La mondialisation économique et l’intégration européenne ont aboli les frontières, physiques et idéologiques. Il n’y a plus d’« ennemi » bolchévique, les étrangers sont incontournables pour faire tourner l’économie, les travailleurs frontaliers nécessaires pour cotiser dans les caisses de pension et de maladie et même les capitaux qataris, indiens ou russes, venus de civilisations aussi lointaines que mystérieuses, sont désormais les bienvenus. L’identité choisie du pays (un havre de paix et de stabilité en Europe, où règnent le plein emploi et l’église catholique – et son prolongement politique, le CSV), les identités imposées par l’étranger (un paradis fiscal et une place financière puissante, où un ministre vous déploie un tapis rouge et vous nomme même consul honoraire s’il le faut) et les identités affichées (un pays moderne et ouvert, hyperconnecté en très haut débit où chaque enfant a un iPad pour regarder le mariage princier en streaming) sont en rupture. Voici une communauté minuscule où s’est rompu le lien des atomes entre eux – et de ces atomes vers un pays, un centre. Il ne reste plus que la douleur fantôme qui rappelle cette perte.
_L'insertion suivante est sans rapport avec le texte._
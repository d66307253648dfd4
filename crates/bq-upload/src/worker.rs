//! Serialized writer worker.
//!
//! All producers funnel writes through one dedicated thread via an MPSC
//! channel, so the orchestrator's current-file bookkeeping is only ever
//! touched from a single thread. Consent changes ride the same channel,
//! which keeps migrations ordered with respect to the writes around them.

use std::sync::mpsc::{self, Receiver, SyncSender, TrySendError};
use std::sync::{Arc, Mutex, PoisonError};
use std::thread::{self, JoinHandle};

use bq_common::ConsentState;
use bq_storage::BatchStorage;
use tracing::{debug, warn};

/// Channel capacity; producers beyond this are dropped, not blocked.
const COMMAND_QUEUE_CAPACITY: usize = 1_024;

/// Commands processed by the writer thread.
enum WriteCommand {
    Write {
        item: Vec<u8>,
        metadata: Option<Vec<u8>>,
    },
    UpdateConsent(ConsentState),
    Shutdown,
}

/// Cloneable producer-side handle.
#[derive(Clone)]
pub struct WriteHandle {
    sender: SyncSender<WriteCommand>,
}

impl WriteHandle {
    /// Enqueue one item for persistence. Returns `false` when the worker is
    /// gone or its queue is full; telemetry is droppable by design, so the
    /// producer is never blocked.
    pub fn write(&self, item: Vec<u8>, metadata: Option<Vec<u8>>) -> bool {
        match self.sender.try_send(WriteCommand::Write { item, metadata }) {
            Ok(()) => true,
            Err(TrySendError::Full(_)) => {
                warn!("write queue full, dropping item");
                false
            }
            Err(TrySendError::Disconnected(_)) => false,
        }
    }

    /// Enqueue a consent change, serialized with surrounding writes.
    pub fn update_consent(&self, next: ConsentState) -> bool {
        self.sender
            .try_send(WriteCommand::UpdateConsent(next))
            .is_ok()
    }
}

/// The writer thread and its channel.
pub struct WriteWorker {
    sender: SyncSender<WriteCommand>,
    thread: Option<JoinHandle<()>>,
}

impl WriteWorker {
    /// Spawn the writer thread over shared storage.
    pub fn start(storage: Arc<Mutex<BatchStorage>>) -> std::io::Result<Self> {
        let (sender, receiver) = mpsc::sync_channel(COMMAND_QUEUE_CAPACITY);
        let thread = thread::Builder::new()
            .name("bq-writer".to_string())
            .spawn(move || run_writer(storage, receiver))?;
        Ok(WriteWorker {
            sender,
            thread: Some(thread),
        })
    }

    /// Handle for producers; cheap to clone.
    pub fn handle(&self) -> WriteHandle {
        WriteHandle {
            sender: self.sender.clone(),
        }
    }

    /// Drain queued commands and join the thread.
    ///
    /// Shutdown is sent blocking: a full mailbox drains item by item until
    /// the command fits, so stop always terminates the thread even under
    /// producer backpressure. Cloned handles keep the channel open, which is
    /// why closing the sender alone would not wake the receiver.
    pub fn stop(&mut self) {
        let _ = self.sender.send(WriteCommand::Shutdown);
        if let Some(thread) = self.thread.take() {
            if thread.join().is_err() {
                warn!("writer thread panicked");
            }
        }
    }
}

impl Drop for WriteWorker {
    fn drop(&mut self) {
        self.stop();
    }
}

fn run_writer(storage: Arc<Mutex<BatchStorage>>, receiver: Receiver<WriteCommand>) {
    while let Ok(command) = receiver.recv() {
        match command {
            WriteCommand::Write { item, metadata } => {
                let written = storage
                    .lock()
                    .unwrap_or_else(PoisonError::into_inner)
                    .write_batch(&item, metadata.as_deref());
                if !written {
                    warn!("dropped item of {} bytes", item.len());
                }
            }
            WriteCommand::UpdateConsent(next) => {
                storage
                    .lock()
                    .unwrap_or_else(PoisonError::into_inner)
                    .update_consent(next);
            }
            WriteCommand::Shutdown => break,
        }
    }
    debug!("writer thread exiting");
}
Il y a donc une place à prendre, un nouvel idéal sociétal à esquisser, des repères à offrir et des idées auxquelles on pourrait adhérer à développer. Par exemple d’un laboratoire international de la cohabitation entre de nombreuses nationalités, d’un pôle d’expérimentation d’un nouveau modèle de redistribution de la richesse, d’un observatoire de la stabilité politique, du multilinguisme ou de la reproduction du même... Or, jusqu’à nouvel ordre, aucun homme ou femme politique n’arrive actuellement a insuffler cet idéal du Change obamaïen au pays, les impatients dans ce domaine, comme Jeannot Krecké (LSAP) ou Jean-Louis Schiltz (CSV) ont jeté l’éponge devant l’ampleur de la tâche.
« Freedom’s just another word for / nothing left to lose, » chantait jadis Janis Joplin dans Me and Bobby Mc Gee. Or, justement, la plupart des Luxembourgeois craignent qu’un changement soit forcément synonyme de perte et de déclin social et matériel. Dans ce sens, les nombreuses manifestations autour de l’identité nationale ne sont peut-être que des anachronismes et des combats d’arrière-garde, des refuges face à l’avenir. Une tentative de conserver quelque chose qui n’existe déjà plus depuis un bon moment. Car la richesse du Luxembourg, ceux qui créent son bien-être matériel et sa diversité culturelle et intellectuelle, ce sont les gens. Tous.